Report Probes Childhood Obesity

in Fall 2004 Newswire, Jennifer Mann, Massachusetts
September 30th, 2004

By Jennifer Mann

WASHINGTON, Sept. 30 -When it comes to food and drink, today’s kids have a range of options. Soda comes in brown, green, purple and blue. Ketchup does too. And fruit snacks appear as bears, ducks, baseball players, and pop music stars. The world is at our children’s fingertips. Yet this is precisely the problem, according to a report released Thursday by the Prevention of Obesity in Children and Youth Committee.

As the food and beverage industries are making fat and sugar ever more appealing, the growing presence of vending machines in school hallways becomes a greater problem, the report said.

The committee, a part of the Institute of Medicine of the National Academies, wants to make sure that provisions are in place to encourage healthier choices-and limit the availability of the commercial goodies that often crowd the school’s vending machines.

Jeffrey Koplan, chairman of the 19 member committee, said childhood obesity is still on the rise. Approximately 9 million children over the age of 6 are considered obese, they said, and over the past three decades the childhood obesity rate has more than doubled for children 2-5 years old and 12-19 years old. It has more than tripled for children 6-11 years old.

“We must act now and we must do this as a nation,” Koplan said. “Several of our recommendations challenge entrenched aspects of American life and business, but if we are not willing to make some fundamental shifts in our attitudes and actions, obesity’s toll on our nation’s health and well-being will only worsen.”

The report calls for increased federal guidelines for monitoring products available at schools. Currently, while the U.S. Department of Agriculture sets nutritional guidelines for the meals served in the school cafeterias they do not apply to food and drinks sold out of school vending machines.
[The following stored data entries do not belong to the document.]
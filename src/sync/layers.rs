//! Layer generation
//!
//! Bit layer: local int id -> synced flags (encode), synced flags -> int id
//! (decode). Receive layer: `Ready` until any contact flag is set, then the
//! `Dance` machine picks the per-emote entry/loop/exit, then `Done`.

use tracing::{debug, info};

use super::config::{SyncConfig, SEND_ANIM_ID};
use crate::graph::{DriveValue, NodeId, StateGraph};
use crate::param::DecisionParameter;
use crate::tree::{build, RouteTarget, TreeConsumer, TreeLeaf};
use crate::Result;

/// Output of [`generate_bit_layer`]
#[derive(Debug, Clone)]
pub struct BitLayer {
    /// Generated graph
    pub graph: StateGraph,

    /// Machine translating the local id into synced flags
    pub encode: NodeId,

    /// Machine translating received flags back into the id
    pub decode: NodeId,

    /// Encoder leaves, index = id
    pub encode_leaves: Vec<TreeLeaf<NodeId, NodeId>>,

    /// Decoder leaves, index = id
    pub decode_leaves: Vec<TreeLeaf<NodeId, NodeId>>,
}

/// States generated for one id of the receive layer
#[derive(Debug, Clone, PartialEq, Eq)]
pub struct ReceiveSlot {
    /// Id selected by the contact flags
    pub id: u32,

    /// Tree leaf; plays the entry clip
    pub entry: NodeId,

    /// Looping state
    pub loop_state: NodeId,

    /// Outro state, left automatically
    pub exit: NodeId,

    /// Index into `SyncConfig::emotes`, `None` for idle ids
    pub emote: Option<usize>,
}

/// Output of [`generate_receive_layer`]
#[derive(Debug, Clone)]
pub struct ReceiveLayer {
    /// Generated graph
    pub graph: StateGraph,

    /// Idle state, left once any flag is set
    pub ready: NodeId,

    /// Machine holding the decision tree
    pub dance: NodeId,

    /// State reached after the dance machine exits
    pub done: NodeId,

    /// One slot per id, index = id
    pub slots: Vec<ReceiveSlot>,
}

impl ReceiveLayer {
    /// Slots bound to an emote
    pub fn bound(&self) -> impl Iterator<Item = &ReceiveSlot> {
        self.slots.iter().filter(|slot| slot.emote.is_some())
    }
}

/// Build the encode/decode machines of the bit converter layer
pub fn generate_bit_layer(config: &SyncConfig) -> Result<BitLayer> {
    let width = config.bit_width()?.get();
    let send_bits = config.send_bit_names()?;

    let mut graph = StateGraph::new("BitConverter").with_write_defaults(config.write_defaults);
    let root = graph.root();
    let encode = graph.add_machine(root, "Local encode")?;
    let decode = graph.add_machine(root, "Remote decode")?;

    let encode_leaves = build(
        &mut graph,
        &encode,
        DecisionParameter::int(SEND_ANIM_ID, width)?,
    )?;
    for leaf in &encode_leaves {
        let id = leaf.param.id();
        graph.rename(leaf.handle, &format!("Send {id}"))?;
        for (name, flag) in send_bits.iter().zip(leaf.param.bits().iter()) {
            graph.add_drive(leaf.handle, name.as_str(), DriveValue::Bool(flag))?;
        }
        graph.add_transition(leaf.handle, None, None)?;
    }

    let decode_leaves = build(
        &mut graph,
        &decode,
        DecisionParameter::bool_group(send_bits.iter().map(String::as_str), width)?,
    )?;
    for leaf in &decode_leaves {
        let id = leaf.param.id();
        graph.rename(leaf.handle, &format!("Receive {id}"))?;
        graph.add_drive(leaf.handle, SEND_ANIM_ID, DriveValue::Int(id))?;
        graph.add_transition(leaf.handle, None, None)?;
    }

    info!(
        bits = width,
        nodes = graph.len(),
        "generated bit converter layer"
    );
    Ok(BitLayer {
        graph,
        encode,
        decode,
        encode_leaves,
        decode_leaves,
    })
}

/// Build the receive layer: `Ready -> Dance -> Done`
///
/// `Ready` is the entry state and moves into `Dance` once any receive flag
/// is set. `Dance` holds the decision tree with one entry/loop/exit triple
/// per id; when it exits the layer passes through `Done` and leaves.
/// Ids `1..=emotes.len()` play the matching emote; id 0 and the unused ids
/// above the emote count get the same states with no clips attached.
pub fn generate_receive_layer(config: &SyncConfig) -> Result<ReceiveLayer> {
    let width = config.bit_width()?.get();
    let recv_bits = config.recv_bit_names()?;
    let param = DecisionParameter::bool_group(recv_bits.iter().map(String::as_str), width)?;

    let mut graph = StateGraph::new("recvLayer").with_write_defaults(config.write_defaults);
    let root = graph.root();
    let ready = graph.add_state(root, "Ready")?;
    let dance = graph.add_machine(root, "Dance")?;
    let done = graph.add_state(root, "Done")?;

    graph.route_default(&root, RouteTarget::Leaf(&ready))?;
    graph.add_transition(ready, Some(dance), Some(param.active_condition()))?;
    graph.add_transition(dance, Some(done), None)?;
    graph.add_transition(done, None, None)?;

    let leaves = build(&mut graph, &dance, param)?;

    let mut slots = Vec::with_capacity(leaves.len());
    for leaf in leaves {
        let id = leaf.param.id();
        graph.rename(leaf.handle, &format!("Entry {id}"))?;
        let loop_state = graph.add_state(leaf.parent, &format!("Loop {id}"))?;
        let exit = graph.add_state(leaf.parent, &format!("Exit {id}"))?;

        graph.add_transition(leaf.handle, Some(loop_state), None)?;
        graph.add_transition(loop_state, Some(exit), Some(leaf.param.exit_condition()))?;
        graph.add_transition(exit, None, None)?;

        let emote = (id as usize)
            .checked_sub(1)
            .filter(|index| *index < config.emotes.len());
        if let Some(index) = emote {
            let item = &config.emotes[index];
            if let Some(clip) = &item.entry {
                graph.set_motion(leaf.handle, clip.as_str())?;
            }
            if let Some(clip) = &item.loop_clip {
                graph.set_motion(loop_state, clip.as_str())?;
            }
            if let Some(clip) = &item.exit {
                graph.set_motion(exit, clip.as_str())?;
            }
            debug!(id, emote = %item.name, "bound emote");
        }

        slots.push(ReceiveSlot {
            id,
            entry: leaf.handle,
            loop_state,
            exit,
            emote,
        });
    }

    info!(
        bits = width,
        emotes = config.emotes.len(),
        slots = slots.len(),
        "generated receive layer"
    );
    Ok(ReceiveLayer {
        graph,
        ready,
        dance,
        done,
        slots,
    })
}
The only limit is that schools are prohibited from allowing vending service during school meal times.

The report noted that while 21 states have developed their own guidelines in this area, a report from the General Accounting Office, Congress’ investigative arm, found in 2000 that commercial vending foods were sold in 98 percent of secondary schools, 74 percent of middle schools, and 43 percent of elementary schools.

In Massachusetts, where there are no additional conditions, several financial and educational training programs accompany the federal guidelines in order to promote school nutrition.

The Team Nutrition and Training Program promotes public and private partnerships for school nutrition and the School Breakfast and Lunch programs provide federally funded cash reimbursements for participating schools to serve free and reduced price nutritional meals to low-income children.

The New Bedford school district participates in both of these federal meal programs. According to Nancy Carvalho, food service director for the New Bedford Public School System, the breakfast and lunch programs are now an important part of the school day.

“We are what we eat, you know,” Carvalho said. “And we’re trying to get them to eat the meal, rather than go to the snacks.”

While they are not required to do so, Carvalho said her office makes sure that all of the schools vending machines have supplies of healthy snack choices, in addition to some of the more popular treats. In addition, the “soda machines” carry only juice and water.

Sheila Parisien, who is food service director for the Manchester and Essex county school systems and president-elect of the School Nutrition Association of Massachusetts, said that her organization and the Department of Education are working to make these practices a requirement, as was recommended by the Prevention of Obesity committee’s report.

She pointed in particular to work being completed by the Massachusetts Action for Healthy Kids, which is a coalition of leaders from her organization and the Department of Education, along with other state health and education groups.

In addition to drafting its own set of guidelines for vending service items and procedures, the coalition has launched a “Get local, buy fresh” campaign to promote healthy and local food choices in schools statewide. It also has announced six $1,000 grants that will be awarded to high school student groups that work with their school’s administration to bring in healthier food plans.

“We feed kids sometimes two times a day, so we have a big responsibility to them,” Parisien explained. As a food service director herself, she said, “We are not the problem, but we are a big part of the solution.”

Cathy Liverman, study director and senior program officer for the Institute of Medicine, said this is the attitude her group hopes to propagate with the report. The group will be briefing several congressional committees on their findings, including a hearing scheduled with Sen. Bill Frist, R-Tenn., for next week.

“We just hope that this spurs a lot of work from here on,” she said. “This will give people a lot of validity and solid research, in order to move forward.”